Una rassegna state of art dell'opzione biochar come proposta per un ammendante carbon-balance compliant
di Francesco Vaccari IBIMET CNR
Istituto di Biometeorologia
f.vaccari@ibimet.cnr.it
Dopo la Green Revolution siamo di fronte alla Black Revolution? Il biochar una nuova rivoluzione nell’agricoltura
1. Dopo la Green Revolution siamo di fronte alla Black Revolution?

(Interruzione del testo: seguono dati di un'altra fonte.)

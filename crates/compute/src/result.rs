use std::collections::HashMap;
use std::sync::atomic::{AtomicUsize, Ordering};
use std::sync::RwLock;

use serde::Serialize;

use enrich_catalog::PathwayId;

/// Scores and counters for one analyzed pathway.
///
/// Both the score block and the protein counters are write-once: the first
/// write wins and later writes are rejected. This mirrors the dedup
/// guarantee of [`ResultsMap`] at the level of a single result.
#[derive(Debug)]
pub struct AnalysisResult {
    pathway: PathwayId,
    scores: RwLock<Option<Scores>>,
    counts: RwLock<Option<ProteinCounts>>,
}

#[derive(Debug, Clone, Copy, Serialize)]
pub struct Scores {
    /// Parametric enrichment p-value.
    pub par_pval: f64,
    /// Non-parametric running-sum p-value.
    pub psea_pval: f64,
    /// Consensus score in [0, 100].
    pub meta_score: f64,
}

#[derive(Debug, Clone, Copy, Serialize)]
pub struct ProteinCounts {
    /// Members identified in the dataset that fall inside the ROI.
    pub in_roi: usize,
    /// Members identified anywhere in the dataset.
    pub identified: usize,
    /// Total members of the pathway in the catalog.
    pub total: usize,
}

impl AnalysisResult {
    pub fn new(pathway: PathwayId) -> Self {
        Self {
            pathway,
            scores: RwLock::new(None),
            counts: RwLock::new(None),
        }
    }

    pub fn pathway(&self) -> &PathwayId {
        &self.pathway
    }

    /// Set the score block. Returns false if already set.
    pub fn set_scores(&self, par_pval: f64, psea_pval: f64, meta_score: f64) -> bool {
        let mut guard = self.scores.write().unwrap_or_else(|e| e.into_inner());
        if guard.is_some() {
            return false;
        }
        *guard = Some(Scores { par_pval, psea_pval, meta_score });
        true
    }

    /// Set the protein counters. Returns false if already set.
    pub fn set_counts(&self, in_roi: usize, identified: usize, total: usize) -> bool {
        let mut guard = self.counts.write().unwrap_or_else(|e| e.into_inner());
        if guard.is_some() {
            return false;
        }
        *guard = Some(ProteinCounts { in_roi, identified, total });
        true
    }

    pub fn scores(&self) -> Option<Scores> {
        *self.scores.read().unwrap_or_else(|e| e.into_inner())
    }

    pub fn counts(&self) -> Option<ProteinCounts> {
        *self.counts.read().unwrap_or_else(|e| e.into_inner())
    }
}

/// Concurrent, insert-only map of per-pathway results.
///
/// Workers race on discovery duplicates; `insert_if_absent` arbitrates and
/// counts the losers so the end-of-run sanity check can account for every
/// dispatched pathway.
#[derive(Debug, Default)]
pub struct ResultsMap {
    inner: RwLock<HashMap<i64, AnalysisResult>>,
    duplicates: AtomicUsize,
}

impl ResultsMap {
    pub fn new() -> Self {
        Self::default()
    }

    /// Insert a result keyed by its pathway id.
    ///
    /// Returns true on first insertion; a second insertion for the same
    /// pathway is dropped and counted as a duplicate.
    pub fn insert_if_absent(&self, result: AnalysisResult) -> bool {
        let mut map = self.inner.write().unwrap_or_else(|e| e.into_inner());
        if map.contains_key(&result.pathway().id) {
            self.duplicates.fetch_add(1, Ordering::Relaxed);
            false
        } else {
            map.insert(result.pathway().id, result);
            true
        }
    }

    /// Whether a result for this pathway already exists.
    pub fn contains(&self, pathway: &PathwayId) -> bool {
        self.inner
            .read()
            .unwrap_or_else(|e| e.into_inner())
            .contains_key(&pathway.id)
    }

    /// Record a duplicate detected before scoring even started.
    pub fn note_duplicate(&self) {
        self.duplicates.fetch_add(1, Ordering::Relaxed);
    }

    pub fn len(&self) -> usize {
        self.inner.read().unwrap_or_else(|e| e.into_inner()).len()
    }

    pub fn is_empty(&self) -> bool {
        self.len() == 0
    }

    pub fn duplicates(&self) -> usize {
        self.duplicates.load(Ordering::Relaxed)
    }

    /// Run a closure over every stored result.
    pub fn for_each<F: FnMut(&AnalysisResult)>(&self, mut f: F) {
        let map = self.inner.read().unwrap_or_else(|e| e.into_inner());
        for result in map.values() {
            f(result);
        }
    }

    /// Snapshot of scores keyed by pathway id, for reporting.
    pub fn score_snapshot(&self) -> HashMap<i64, Scores> {
        let map = self.inner.read().unwrap_or_else(|e| e.into_inner());
        map.iter()
            .filter_map(|(id, r)| r.scores().map(|s| (*id, s)))
            .collect()
    }
}
pub mod metrics;
pub mod result;
pub mod scheduler;
pub mod scoring;

pub use metrics::{RunCounters, RunSummary};
pub use result::{AnalysisResult, ResultsMap};
pub use scheduler::{AnalysisEngine, SchedulerError};
pub use scoring::{score_pathway, ScoreError};
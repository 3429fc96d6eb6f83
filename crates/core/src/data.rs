use crate::error::EnrichError;

/// Sentinel for a missing ratio or p-value.
pub const MISSING: f64 = f64::NAN;

/// A single quantified observation: one row of the input dataset.
///
/// A row may represent an ambiguous protein group, hence a list of
/// accessions rather than a single one. Values are validated once at
/// construction and immutable afterwards; NaN marks a missing value.
#[derive(Debug, Clone, PartialEq)]
pub struct DataRow {
    uid: u32,
    proteins: Vec<String>,
    peptides: Vec<String>,
    ratio: f64,
    pval: f64,
}

impl DataRow {
    pub fn new(
        uid: u32,
        proteins: Vec<String>,
        peptides: Vec<String>,
        ratio: f64,
        pval: f64,
    ) -> Result<Self, EnrichError> {
        if proteins.is_empty() {
            return Err(EnrichError::InvalidRow(
                "protein accession(s) cannot be empty".to_string(),
            ));
        }
        if ratio < 0.0 {
            return Err(EnrichError::InvalidRow(format!(
                "ratio cannot be less than zero, got {ratio}"
            )));
        }
        if !pval.is_nan() && !(0.0..=1.0).contains(&pval) {
            return Err(EnrichError::InvalidRow(format!(
                "p-value must lie in [0,1], got {pval}"
            )));
        }
        Ok(Self { uid, proteins, peptides, ratio, pval })
    }

    /// Copy of this row's identity carrying different quantification values.
    ///
    /// Used by mock generation: row identities stay at their original
    /// positions while (ratio, p-value) pairs are randomized.
    pub(crate) fn with_values(&self, ratio: f64, pval: f64) -> Self {
        Self {
            uid: self.uid,
            proteins: self.proteins.clone(),
            peptides: self.peptides.clone(),
            ratio,
            pval,
        }
    }

    pub fn uid(&self) -> u32 {
        self.uid
    }

    pub fn proteins(&self) -> &[String] {
        &self.proteins
    }

    pub fn peptides(&self) -> &[String] {
        &self.peptides
    }

    pub fn ratio(&self) -> f64 {
        self.ratio
    }

    pub fn pval(&self) -> f64 {
        self.pval
    }

    /// Signed fold change: ratios below 1 map to -1/ratio so that up- and
    /// down-regulation are symmetric around zero.
    pub fn fold_change(&self) -> f64 {
        signed_fold_change(self.ratio)
    }
}

/// Map a raw ratio onto the signed fold-change scale.
pub fn signed_fold_change(ratio: f64) -> f64 {
    if ratio < 1.0 { -1.0 / ratio } else { ratio }
}

#[cfg(test)]
mod tests {
    use super::*;

    #[test]
    fn valid_row() {
        let row = DataRow::new(0, vec!["P04637".into()], vec![], 1.8, 0.01).unwrap();
        assert_eq!(row.uid(), 0);
        assert_eq!(row.proteins(), ["P04637".to_string()]);
        assert!(row.peptides().is_empty());
    }

    #[test]
    fn missing_values_accepted() {
        let row = DataRow::new(1, vec!["Q9Y6K9".into()], vec![], MISSING, MISSING).unwrap();
        assert!(row.ratio().is_nan());
        assert!(row.pval().is_nan());
    }

    #[test]
    fn empty_protein_group_rejected() {
        assert!(DataRow::new(0, vec![], vec![], 1.0, 0.5).is_err());
    }

    #[test]
    fn negative_ratio_rejected() {
        assert!(DataRow::new(0, vec!["P1".into()], vec![], -0.5, 0.5).is_err());
    }

    #[test]
    fn out_of_range_pval_rejected() {
        assert!(DataRow::new(0, vec!["P1".into()], vec![], 1.0, 1.5).is_err());
    }

    #[test]
    fn fold_change_is_signed() {
        assert_eq!(signed_fold_change(2.0), 2.0);
        assert_eq!(signed_fold_change(0.5), -2.0);
        assert_eq!(signed_fold_change(1.0), 1.0);
    }
}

Il biochar una nuova rivoluzione nell’agricoltura
Francesco Primo Vaccari
Istituto di Biometeorologia (IBIMET)
Consiglio Nazionale delle Ricerche
Via G. Caproni, 8
50139 Firenze
email f.vaccari@ibimet.cnr.it
tel. 0553033711
fax 055308910
Premessa
Dal 2009 un nuovo concetto è stato proposto come soluzione per la sicurezza alimentare globale e
limitare gli impatti ambientali dell'agricoltura, la “sustainable intensification” o “intensificazione
sostenibile”. La Royal Society(1) britannica ha definito l’intensificazione sostenibile come quel
processo produttivo agricolo dove i rendimenti delle colture agricole sono aumentate limitando
l’impatto ambientale dell’agricoltura. Il concetto prevede di non espandere l’agricoltura su nuovi
terreni e coinvolge tutti i settori produttivi per promuovere tecniche e tecnologie a più basso impatto
ambientale perseguendo allo stesso tempo l’incremento delle rese agricole. L’intensificazione
sostenibile è una possibile risposta alla dichiarazione FAO del 2008, dove si afferma che la
produzione alimentare globale deve essere raddoppiata per nutrire una popolazione mondiale che
raggiungerà i 9 miliardi nel 2050.
Il biochar o carbone vegetale è uno dei fattori che contribuirebbe all’intensificazione sostenibile in
quanto contribuisce all’incremento del carbonio nel suolo, coniugando l’incremento di fertilità e gli
effetti ammendanti con la produzione di energia rinnovabile. Questi aspetti stanno aprendo
interessanti prospettive sul ruolo che l’agricoltura potrebbe svolgere nella mitigazione dei
cambiamenti climatici e nell’apertura all’agricoltura del mercato dei crediti di carbonio.
(1)
Royal Society of London 2009. Reaping the Benefits: Science and the Sustainable Intensification of Global Agriculture (Royal Society,
London, 2009).
Introduzione
L’utilizzo del biochar in agricoltura è conosciuto da moltissimo tempo, come dimostrano i
ritrovamente archeologici in Amazzonia, ma è dai primi anni del 2000 che l’interesse sul biochar,
come ammendante e fertilizzante, cresce in modo esponenziale prima nel mondo scientifico e in
seguito in quello applicativo. Nonostante gli aspetti incoraggianti dall’uso del biochar in agricoltura,
restano ancora alcuni aspetti che devono essere studiati e approfonditi, per garantire sicurezza e
sostenibilità all’utilizzo del biochar in agricoltura e in particolare quella italiana. In quest’articolo si
presentano alcune esperienze di ricerca dell’Istituto di Biometeorologia del Consiglio Nazionale delle
Ricerche (IBIMET – CNR) che è stata la prima istituzione scientifica che ha avviato sperimentazioni in
campo proprio per comprendere se “l’opzione biochar” possa essere applicata anche in Italia.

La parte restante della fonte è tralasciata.